I have examined the legislative history of this Fair Trade legislation, and I am, of course, conversant with the Federal policy first expressed by Congress in 1890 in passing the Sherman Act. I well know that it has been the Federal policy since 1890 to regard every contract, combination in the form of trust or otherwise, or conspiracy, in restraint of trade, or commerce among the several states, or with foreign nations, to be illegal. This policy also regards as illegal every contract, combination or form of trust, conspiracy in restraint of trade or commerce in any territory of the United States or the District of Columbia. This would include restraint of trade or commerce between any such territory and another, between any territory and territories and any state or states and the District of Columbia, or with foreign nations, or between the District of Columbia and any state or states or foreign nations. Indeed, this language of Section 1 and Section 3 of the Sherman Act might well be said to be one of the cornerstones of our competitive free economy.

I know also from this legislative history that there came a time in 1937 when lobbyists and economic soothsayers sold the Congress what is regarded by many today as a bill of goods to the effect that a decent respect for states' rights and the economy of the states required that certain state legislation be rendered immune from the effect of the Sherman Act despite its adverse bearing on interstate and foreign commerce. And thus it was that we had the original exception to the Sherman Act carved out by the Miller-Tydings Act. This exception is a grant of immunity from Federal action and is solidly premised on a recognition of and respect for states' rights.

The original statute, 50 Stat. 693, passed August 17, 1937, says the Miller-Tydings Act amends Section 1 of Title 15. Error, however, crept into the unofficial text. Thus we find the United States Code and the United States Code Annotated stating to this day that the Miller-Tydings Act amended not only Section 1 but Sections 1 through 7 inclusive. It did not. But the question we have is, did the McGuire Act amend Section 3? As stated, the Miller-Tydings Act did not because the actual statute controls over the unofficial text whenever there is a variance. There is no such problem of error with regard to the McGuire Act. It is perfectly clear in the original statute, the United States Code, and in the unofficial text. On its face it appears to endeavor by indirection to amend Section 3. It uses the same language as the Miller-Tydings Act, plus, for the Supreme Court's benefit, the emphatic insertion: "* * * or in any of the Antitrust Acts." See Schwegmann Bros. v. Calvert Distillers Corp., 1951, 341 U.S. 384, 71 S.Ct. 745, 95 L.Ed. 1035.

The McGuire Act reads:

"Nothing contained in this section or in any of the Antitrust Acts shall render unlawful any contracts or agreements prescribing minimum or stipulated prices, or requiring a vendee to enter into contracts or agreements * * * when contracts or agreements of that description are lawful as applied to intrastate transactions under any statute, law, or public policy now or hereafter in effect in any State, Territory, or the District of Columbia in which such resale is to be made, or to which the commodity is to be transported for such resale." (Emphasis supplied.)
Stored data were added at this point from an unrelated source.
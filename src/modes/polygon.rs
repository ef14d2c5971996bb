//! Polygon authoring mode.
//!
//! Clicks commit outer-ring vertices while the cursor drives a live vertex.
//! The stored ring is padded with the live vertex until it reaches the
//! minimum closed-ring length, so the provisional feature is always valid
//! GeoJSON. A click within pointer tolerance of the first vertex closes the
//! ring once three vertices are committed.

use super::{
    mode_properties, validate_mode_feature, Key, KeyEvent, Mode, ModeBase, PointerEvent, Styling,
};
use crate::behaviors::{PixelDistanceBehavior, SnappingBehavior};
use crate::geometry::planar::self_intersects;
use crate::geometry::{Feature, FeatureId, Geometry, Position};
use crate::store::{FeatureSpec, GeometryUpdate, Validation};
use std::rc::Rc;

const MODE_NAME: &str = "polygon";

/// Configuration for [`PolygonMode`].
#[derive(Debug, Clone, Copy)]
pub struct PolygonOptions {
    /// When false, candidate rings that cross themselves are skipped.
    pub allow_self_intersection: bool,
    /// When true, clicked coordinates snap to nearby vertices of other
    /// features.
    pub snapping: bool,
}

impl Default for PolygonOptions {
    fn default() -> Self {
        Self {
            allow_self_intersection: false,
            snapping: false,
        }
    }
}

pub struct PolygonMode {
    base: ModeBase,
    options: PolygonOptions,
    current_id: Option<FeatureId>,
    /// Committed outer-ring vertices, in click order, exclusive of the live
    /// vertex and the closing coordinate.
    committed: Vec<Position>,
    snapping: Option<SnappingBehavior>,
    pixel_distance: Option<PixelDistanceBehavior>,
}

impl PolygonMode {
    pub fn new(options: PolygonOptions) -> Self {
        Self {
            base: ModeBase::new(MODE_NAME),
            options,
            current_id: None,
            committed: Vec::new(),
            snapping: None,
            pixel_distance: None,
        }
    }

    fn snapped_position(&self, event: &PointerEvent) -> Position {
        if self.options.snapping
            && let Some(behavior) = &self.snapping
            && let Some(vertex) = behavior.snap(event, self.current_id.as_ref())
        {
            return vertex;
        }
        event.position()
    }

    /// Closed outer ring for the committed vertices plus the live cursor
    /// vertex, padded with the live vertex until it holds three distinct
    /// slots before the closing coordinate.
    fn build_ring(&self, live: Position) -> Vec<Position> {
        let mut ring = self.committed.clone();
        ring.push(live);
        while ring.len() < 3 {
            ring.push(live);
        }
        ring.push(ring[0]);
        ring
    }

    fn write_ring(&self, id: FeatureId, ring: Vec<Position>) {
        let Some(ctx) = self.base.context() else {
            return;
        };
        let update = GeometryUpdate {
            id,
            geometry: Geometry::Polygon(vec![ring]),
        };
        if let Err(err) = ctx.store.borrow_mut().update_geometry(vec![update]) {
            log::warn!("Polygon mode failed to update geometry: {err}");
        }
    }

    fn ring_acceptable(&self, ring: &[Position]) -> bool {
        self.options.allow_self_intersection || !self_intersects(ring)
    }

    /// Commits the ring made of only the committed vertices, closed.
    fn finish(&mut self) {
        let Some(id) = self.current_id.take() else {
            return;
        };
        if self.committed.len() < 3 {
            // Not enough vertices for a polygon; discard instead.
            self.current_id = Some(id);
            self.clean_up();
            return;
        }
        let mut ring = std::mem::take(&mut self.committed);
        ring.push(ring[0]);
        self.write_ring(id, ring);
        self.base.set_started();
    }
}

impl Default for PolygonMode {
    fn default() -> Self {
        Self::new(PolygonOptions::default())
    }
}

impl Mode for PolygonMode {
    fn name(&self) -> &'static str {
        MODE_NAME
    }

    fn base(&self) -> &ModeBase {
        &self.base
    }

    fn base_mut(&mut self) -> &mut ModeBase {
        &mut self.base
    }

    fn on_register(&mut self) {
        if let Some(ctx) = self.base.context() {
            self.snapping = Some(SnappingBehavior::new(Rc::clone(ctx)));
            self.pixel_distance = Some(PixelDistanceBehavior::new(Rc::clone(ctx)));
        }
    }

    fn on_click(&mut self, event: &PointerEvent) {
        let Some(ctx) = self.base.active_context() else {
            return;
        };
        let coord = self.snapped_position(event);

        let Some(id) = self.current_id.clone() else {
            // First click opens the provisional feature as a degenerate
            // (but well-formed) ring collapsed onto the first vertex.
            self.committed = vec![coord];
            let ring = self.build_ring(coord);
            let spec = FeatureSpec::with_properties(
                Geometry::Polygon(vec![ring]),
                mode_properties(MODE_NAME),
            );
            match ctx.store.borrow_mut().create(vec![spec]) {
                Ok(mut ids) => {
                    self.current_id = ids.pop();
                    self.base.set_drawing();
                }
                Err(err) => {
                    self.committed.clear();
                    log::warn!("Polygon mode failed to start feature: {err}");
                }
            }
            return;
        };

        // A click near the first vertex closes the ring once three vertices
        // are committed.
        if self.committed.len() >= 3
            && let Some(behavior) = &self.pixel_distance
            && behavior.within_tolerance(event, self.committed[0])
        {
            self.finish();
            return;
        }

        let mut candidate = self.committed.clone();
        candidate.push(coord);
        let mut ring = candidate.clone();
        while ring.len() < 3 {
            ring.push(coord);
        }
        ring.push(ring[0]);
        if !self.ring_acceptable(&ring) {
            log::debug!("Polygon click skipped: candidate ring self-intersects");
            return;
        }
        self.committed = candidate;
        self.write_ring(id, ring);
    }

    fn on_mouse_move(&mut self, event: &PointerEvent) {
        if !self.base.is_drawing() {
            return;
        }
        let Some(id) = self.current_id.clone() else {
            return;
        };
        let ring = self.build_ring(self.snapped_position(event));
        if !self.ring_acceptable(&ring) {
            return;
        }
        self.write_ring(id, ring);
    }

    fn on_key_down(&mut self, event: &mut KeyEvent) {
        match event.key {
            Key::Enter => {
                if self.current_id.is_some() {
                    event.prevent_default();
                    self.finish();
                }
            }
            Key::Escape => {
                if self.current_id.is_some() {
                    event.prevent_default();
                    self.clean_up();
                }
            }
            _ => {}
        }
    }

    fn clean_up(&mut self) {
        if let Some(id) = self.current_id.take()
            && let Some(ctx) = self.base.context()
            && let Err(err) = ctx.store.borrow_mut().delete(&[id])
        {
            log::warn!("Polygon mode failed to discard provisional feature: {err}");
        }
        self.committed.clear();
        self.base.set_started();
    }

    fn style_feature(&self, _feature: &Feature) -> Styling {
        Styling::default()
    }

    fn validate_feature(&self, feature: &Feature) -> Validation {
        validate_mode_feature(feature, MODE_NAME, "Polygon")
    }
}

#[cfg(test)]
mod tests {
    use super::*;
    use crate::modes::test_support::{click, registered};
    use crate::modes::ModeState;

    fn ring_of(store: &crate::store::FeatureStore, id: &FeatureId) -> Vec<Position> {
        match store.get_geometry_copy(id).unwrap() {
            Geometry::Polygon(mut rings) => rings.remove(0),
            other => panic!("expected Polygon, got {other:?}"),
        }
    }

    #[test]
    fn first_click_creates_degenerate_closed_ring() {
        let (mut mode, store) = registered(PolygonMode::default());
        mode.on_click(&click(2.0, 3.0));

        assert_eq!(mode.state(), ModeState::Drawing);
        let id = mode.current_id.clone().unwrap();
        let ring = ring_of(&store.borrow(), &id);
        assert_eq!(ring, vec![[2.0, 3.0]; 4]);
    }

    #[test]
    fn closing_click_yields_committed_ring_only() {
        let (mut mode, store) = registered(PolygonMode::default());
        mode.on_click(&click(0.0, 0.0));
        mode.on_click(&click(1.0, 1.0));
        mode.on_click(&click(1.0, 0.0));
        let id = mode.current_id.clone().unwrap();

        // Within 15px (0.15 degrees) of the first vertex.
        mode.on_click(&click(0.05, 0.0));

        assert_eq!(mode.state(), ModeState::Started);
        assert!(mode.current_id.is_none());
        assert_eq!(
            ring_of(&store.borrow(), &id),
            vec![[0.0, 0.0], [1.0, 1.0], [1.0, 0.0], [0.0, 0.0]]
        );
    }

    #[test]
    fn four_distinct_vertices_close_into_one_ring() {
        let (mut mode, store) = registered(PolygonMode::default());
        mode.on_click(&click(0.0, 0.0));
        mode.on_click(&click(3.0, 0.0));
        mode.on_click(&click(3.0, 3.0));
        mode.on_click(&click(0.0, 3.0));
        let id = mode.current_id.clone().unwrap();

        mode.on_click(&click(0.0, 0.05));

        assert_eq!(store.borrow().size(), 1);
        let ring = ring_of(&store.borrow(), &id);
        assert_eq!(ring.len(), 5);
        assert_eq!(ring.first(), ring.last());
    }

    #[test]
    fn mouse_move_drives_live_vertex() {
        let (mut mode, store) = registered(PolygonMode::default());
        mode.on_click(&click(0.0, 0.0));
        mode.on_click(&click(2.0, 0.0));
        let id = mode.current_id.clone().unwrap();

        mode.on_mouse_move(&click(1.0, 2.0));
        assert_eq!(
            ring_of(&store.borrow(), &id),
            vec![[0.0, 0.0], [2.0, 0.0], [1.0, 2.0], [0.0, 0.0]]
        );
    }

    #[test]
    fn self_intersecting_candidate_is_skipped() {
        let (mut mode, store) = registered(PolygonMode::default());
        mode.on_click(&click(0.0, 0.0));
        mode.on_click(&click(4.0, 0.0));
        mode.on_click(&click(4.0, 4.0));
        mode.on_click(&click(0.0, 4.0));
        let id = mode.current_id.clone().unwrap();
        let before = ring_of(&store.borrow(), &id);

        // A bow-tie vertex crossing the bottom edge is rejected.
        mode.on_click(&click(2.0, -2.0));
        assert_eq!(ring_of(&store.borrow(), &id), before);
        assert_eq!(mode.committed.len(), 4);
    }

    #[test]
    fn escape_discards_provisional_polygon() {
        let (mut mode, store) = registered(PolygonMode::default());
        mode.on_click(&click(0.0, 0.0));
        mode.on_click(&click(1.0, 0.0));
        assert_eq!(store.borrow().size(), 1);

        let mut escape = KeyEvent::new(Key::Escape);
        mode.on_key_down(&mut escape);
        assert!(escape.is_default_prevented());
        assert_eq!(store.borrow().size(), 0);
        assert_eq!(mode.state(), ModeState::Started);
    }

    #[test]
    fn enter_with_too_few_vertices_cancels() {
        let (mut mode, store) = registered(PolygonMode::default());
        mode.on_click(&click(0.0, 0.0));
        mode.on_click(&click(1.0, 0.0));

        let mut enter = KeyEvent::new(Key::Enter);
        mode.on_key_down(&mut enter);
        assert_eq!(store.borrow().size(), 0);
        assert!(mode.current_id.is_none());
    }

    #[test]
    fn enter_with_three_vertices_finishes() {
        let (mut mode, store) = registered(PolygonMode::default());
        mode.on_click(&click(0.0, 0.0));
        mode.on_click(&click(1.0, 0.0));
        mode.on_click(&click(1.0, 1.0));
        let id = mode.current_id.clone().unwrap();

        let mut enter = KeyEvent::new(Key::Enter);
        mode.on_key_down(&mut enter);
        assert_eq!(
            ring_of(&store.borrow(), &id),
            vec![[0.0, 0.0], [1.0, 0.0], [1.0, 1.0], [0.0, 0.0]]
        );
    }
}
Our inquiry is, does the phrase "or in any of the Antitrust Acts" of the McGuire Act amend Section 3?

I do not believe that it does. The McGuire Act, too, is premised on a recognition of states' rights; witness the preamble to the Act. Further, repeals by implication are not favored, especially when the implication is a strained and dubious one, and one which would have the result of jarring anew the Sherman Act, especially its application in areas that are peculiarly the sole and exclusive property of the Federal Government, namely, the District of Columbia and incorporated territories.

There are two further reasons why I do not believe that the McGuire Act amended Section 3. I have in mind what might be called "congressional know-how." Judge Felix pointed out in Johnson Johnson v. Gem Sundries Co., Inc., Case No. 3204, decided Oct. 18, 1957, First Circuit of Hawaii, that when Congress has in mind amending the Sherman Act it does so directly, expeditiously and with clarity. Observe the fact that when in 1955 it sought to increase the penal provision from $5,000 to $50,000 it did so by not only amending Section 1 but by also expressly amending Section 3 ( 15 U.S.C.A. §§ 1 and 3; 69 Stat. 282).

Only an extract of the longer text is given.